[Directions for this task] The records below are to be retyped in full, without any alteration.

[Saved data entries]

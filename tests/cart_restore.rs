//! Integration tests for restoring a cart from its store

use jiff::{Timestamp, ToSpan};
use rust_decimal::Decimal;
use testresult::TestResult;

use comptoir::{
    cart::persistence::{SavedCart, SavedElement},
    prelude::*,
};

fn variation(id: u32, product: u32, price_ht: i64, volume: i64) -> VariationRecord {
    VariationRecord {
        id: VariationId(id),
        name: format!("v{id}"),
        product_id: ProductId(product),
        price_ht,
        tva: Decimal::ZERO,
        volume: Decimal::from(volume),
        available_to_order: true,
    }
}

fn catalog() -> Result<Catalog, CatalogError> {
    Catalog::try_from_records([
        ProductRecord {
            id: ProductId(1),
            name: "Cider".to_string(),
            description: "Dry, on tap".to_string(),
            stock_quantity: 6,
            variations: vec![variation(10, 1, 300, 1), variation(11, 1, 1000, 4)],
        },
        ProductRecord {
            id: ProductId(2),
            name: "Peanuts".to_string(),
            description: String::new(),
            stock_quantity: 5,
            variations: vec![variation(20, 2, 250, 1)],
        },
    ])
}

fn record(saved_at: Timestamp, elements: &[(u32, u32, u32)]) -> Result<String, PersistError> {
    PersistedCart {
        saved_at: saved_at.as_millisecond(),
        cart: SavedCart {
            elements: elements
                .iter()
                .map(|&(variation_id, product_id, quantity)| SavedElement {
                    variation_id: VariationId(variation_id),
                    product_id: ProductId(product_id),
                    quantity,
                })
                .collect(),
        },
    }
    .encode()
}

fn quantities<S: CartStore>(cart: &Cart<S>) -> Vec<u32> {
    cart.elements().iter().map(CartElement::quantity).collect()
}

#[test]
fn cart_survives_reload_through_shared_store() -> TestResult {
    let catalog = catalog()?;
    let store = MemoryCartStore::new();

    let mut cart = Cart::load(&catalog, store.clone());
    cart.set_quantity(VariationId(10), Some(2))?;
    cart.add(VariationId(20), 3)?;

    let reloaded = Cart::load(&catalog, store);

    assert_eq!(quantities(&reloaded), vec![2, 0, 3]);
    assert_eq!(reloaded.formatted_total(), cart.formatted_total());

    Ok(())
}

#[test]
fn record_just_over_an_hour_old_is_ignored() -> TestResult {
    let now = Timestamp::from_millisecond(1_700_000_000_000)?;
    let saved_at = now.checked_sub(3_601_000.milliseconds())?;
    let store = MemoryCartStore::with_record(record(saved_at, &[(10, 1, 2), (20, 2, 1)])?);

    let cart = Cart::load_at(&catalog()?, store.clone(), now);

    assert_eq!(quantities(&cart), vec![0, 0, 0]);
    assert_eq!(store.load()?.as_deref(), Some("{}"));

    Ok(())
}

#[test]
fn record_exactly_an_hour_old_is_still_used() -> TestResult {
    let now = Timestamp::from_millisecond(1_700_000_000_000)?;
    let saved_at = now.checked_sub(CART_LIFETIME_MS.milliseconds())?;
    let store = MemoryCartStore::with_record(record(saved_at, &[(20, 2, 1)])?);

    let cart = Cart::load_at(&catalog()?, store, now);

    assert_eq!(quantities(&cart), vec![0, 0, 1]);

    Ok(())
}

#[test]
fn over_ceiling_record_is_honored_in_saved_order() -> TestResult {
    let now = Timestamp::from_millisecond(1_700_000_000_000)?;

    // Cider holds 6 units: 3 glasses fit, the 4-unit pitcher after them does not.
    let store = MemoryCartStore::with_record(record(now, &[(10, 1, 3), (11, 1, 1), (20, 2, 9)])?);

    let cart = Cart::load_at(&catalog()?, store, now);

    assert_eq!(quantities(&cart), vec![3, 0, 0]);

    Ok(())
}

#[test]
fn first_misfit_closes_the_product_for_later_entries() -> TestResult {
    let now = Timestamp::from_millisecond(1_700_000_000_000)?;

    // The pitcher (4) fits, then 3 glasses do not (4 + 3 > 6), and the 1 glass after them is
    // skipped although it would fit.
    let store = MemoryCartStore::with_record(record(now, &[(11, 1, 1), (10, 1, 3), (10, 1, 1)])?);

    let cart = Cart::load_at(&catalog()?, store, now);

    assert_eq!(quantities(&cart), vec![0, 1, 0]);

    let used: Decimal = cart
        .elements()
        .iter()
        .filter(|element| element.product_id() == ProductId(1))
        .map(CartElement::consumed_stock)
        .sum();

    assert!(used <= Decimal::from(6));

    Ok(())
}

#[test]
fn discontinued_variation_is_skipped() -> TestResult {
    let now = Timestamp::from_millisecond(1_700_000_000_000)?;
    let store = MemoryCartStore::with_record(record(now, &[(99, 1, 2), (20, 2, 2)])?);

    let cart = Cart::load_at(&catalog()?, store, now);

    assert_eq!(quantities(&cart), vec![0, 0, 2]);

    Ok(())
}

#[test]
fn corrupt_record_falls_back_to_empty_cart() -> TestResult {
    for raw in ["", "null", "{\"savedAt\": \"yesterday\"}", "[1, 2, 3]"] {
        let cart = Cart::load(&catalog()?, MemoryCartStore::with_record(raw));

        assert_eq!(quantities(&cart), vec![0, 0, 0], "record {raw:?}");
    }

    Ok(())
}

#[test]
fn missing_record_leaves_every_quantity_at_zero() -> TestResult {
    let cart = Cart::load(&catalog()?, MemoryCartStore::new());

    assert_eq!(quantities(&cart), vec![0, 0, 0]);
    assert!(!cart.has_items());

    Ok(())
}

[Solution for this exercise]
filename tests/cart_restore.rs
//! Integration tests for restoring a cart from its store

use jiff::{Timestamp, ToSpan};
use rust_decimal::Decimal;
use testresult::TestResult;

use comptoir::{
    cart::persistence::{SavedCart, SavedElement},
    prelude::*,
};

fn variation(id: u32, product: u32, price_ht: i64, volume: i64) -> VariationRecord {
    VariationRecord {
        id: VariationId(id),
        name: format!("v{id}"),
        product_id: ProductId(product),
        price_ht,
        tva: Decimal::ZERO,
        volume: Decimal::from(volume),
        available_to_order: true,
    }
}

fn catalog() -> Result<Catalog, CatalogError> {
    Catalog::try_from_records([
        ProductRecord {
            id: ProductId(1),
            name: "Cider".to_string(),
            description: "Dry, on tap".to_string(),
            stock_quantity: 6,
            variations: vec![variation(10, 1, 300, 1), variation(11, 1, 1000, 4)],
        },
        ProductRecord {
            id: ProductId(2),
            name: "Peanuts".to_string(),
            description: String::new(),
            stock_quantity: 5,
            variations: vec![variation(20, 2, 250, 1)],
        },
    ])
}

fn record(saved_at: Timestamp, elements: &[(u32, u32, u32)]) -> Result<String, PersistError> {
    PersistedCart {
        saved_at: saved_at.as_millisecond(),
        cart: SavedCart {
            elements: elements
                .iter()
                .map(|&(variation_id, product_id, quantity)| SavedElement {
                    variation_id: VariationId(variation_id),
                    product_id: ProductId(product_id),
                    quantity,
                })
                .collect(),
        },
    }
    .encode()
}

fn quantities<S: CartStore>(cart: &Cart<S>) -> Vec<u32> {
    cart.elements().iter().map(CartElement::quantity).collect()
}

#[test]
fn cart_survives_reload_through_shared_store() -> TestResult {
    let catalog = catalog()?;
    let store = MemoryCartStore::new();

    let mut cart = Cart::load(&catalog, store.clone());
    cart.set_quantity(VariationId(10), Some(2))?;
    cart.add(VariationId(20), 3)?;

    let reloaded = Cart::load(&catalog, store);

    assert_eq!(quantities(&reloaded), vec![2, 0, 3]);
    assert_eq!(reloaded.formatted_total(), cart.formatted_total());

    Ok(())
}

#[test]
fn record_just_over_an_hour_old_is_ignored() -> TestResult {
    let now = Timestamp::from_millisecond(1_700_000_000_000)?;
    let saved_at = now.checked_sub(3_601_000.milliseconds())?;
    let store = MemoryCartStore::with_record(record(saved_at, &[(10, 1, 2), (20, 2, 1)])?);

    let cart = Cart::load_at(&catalog()?, store.clone(), now);

    assert_eq!(quantities(&cart), vec![0, 0, 0]);
    assert_eq!(store.load()?.as_deref(), Some("{}"));

    Ok(())
}

#[test]
fn record_exactly_an_hour_old_is_still_used() -> TestResult {
    let now = Timestamp::from_millisecond(1_700_000_000_000)?;
    let saved_at = now.checked_sub(CART_LIFETIME_MS.milliseconds())?;
    let store = MemoryCartStore::with_record(record(saved_at, &[(20, 2, 1)])?);

    let cart = Cart::load_at(&catalog()?, store, now);

    assert_eq!(quantities(&cart), vec![0, 0, 1]);

    Ok(())
}

#[test]
fn over_ceiling_record_is_honored_in_saved_order() -> TestResult {
    let now = Timestamp::from_millisecond(1_700_000_000_000)?;

    // Cider holds 6 units: 3 glasses fit, the 4-unit pitcher after them does not.
    let store = MemoryCartStore::with_record(record(now, &[(10, 1, 3), (11, 1, 1), (20, 2, 9)])?);

    let cart = Cart::load_at(&catalog()?, store, now);

    assert_eq!(quantities(&cart), vec![3, 0, 0]);

    Ok(())
}

#[test]
fn first_misfit_closes_the_product_for_later_entries() -> TestResult {
    let now = Timestamp::from_millisecond(1_700_000_000_000)?;

    // The pitcher (4) fits, then 3 glasses do not (4 + 3 > 6), and the 1 glass after them is
    // skipped although it would fit.
    let store = MemoryCartStore::with_record(record(now, &[(11, 1, 1), (10, 1, 3), (10, 1, 1)])?);

    let cart = Cart::load_at(&catalog()?, store, now);

    assert_eq!(quantities(&cart), vec![0, 1, 0]);

    let used: Decimal = cart
        .elements()
        .iter()
        .filter(|element| element.product_id() == ProductId(1))
        .map(CartElement::consumed_stock)
        .sum();

    assert!(used <= Decimal::from(6));

    Ok(())
}

#[test]
fn discontinued_variation_is_skipped() -> TestResult {
    let now = Timestamp::from_millisecond(1_700_000_000_000)?;
    let store = MemoryCartStore::with_record(record(now, &[(99, 1, 2), (20, 2, 2)])?);

    let cart = Cart::load_at(&catalog()?, store, now);

    assert_eq!(quantities(&cart), vec![0, 0, 2]);

    Ok(())
}

#[test]
fn corrupt_record_falls_back_to_empty_cart() -> TestResult {
    for raw in ["", "null", "{\"savedAt\": \"yesterday\"}", "[1, 2, 3]"] {
        let cart = Cart::load(&catalog()?, MemoryCartStore::with_record(raw));

        assert_eq!(quantities(&cart), vec![0, 0, 0], "record {raw:?}");
    }

    Ok(())
}

#[test]
fn missing_record_leaves_every_quantity_at_zero() -> TestResult {
    let cart = Cart::load(&catalog()?, MemoryCartStore::new());

    assert_eq!(quantities(&cart), vec![0, 0, 0]);
    assert!(!cart.has_items());

    Ok(())
}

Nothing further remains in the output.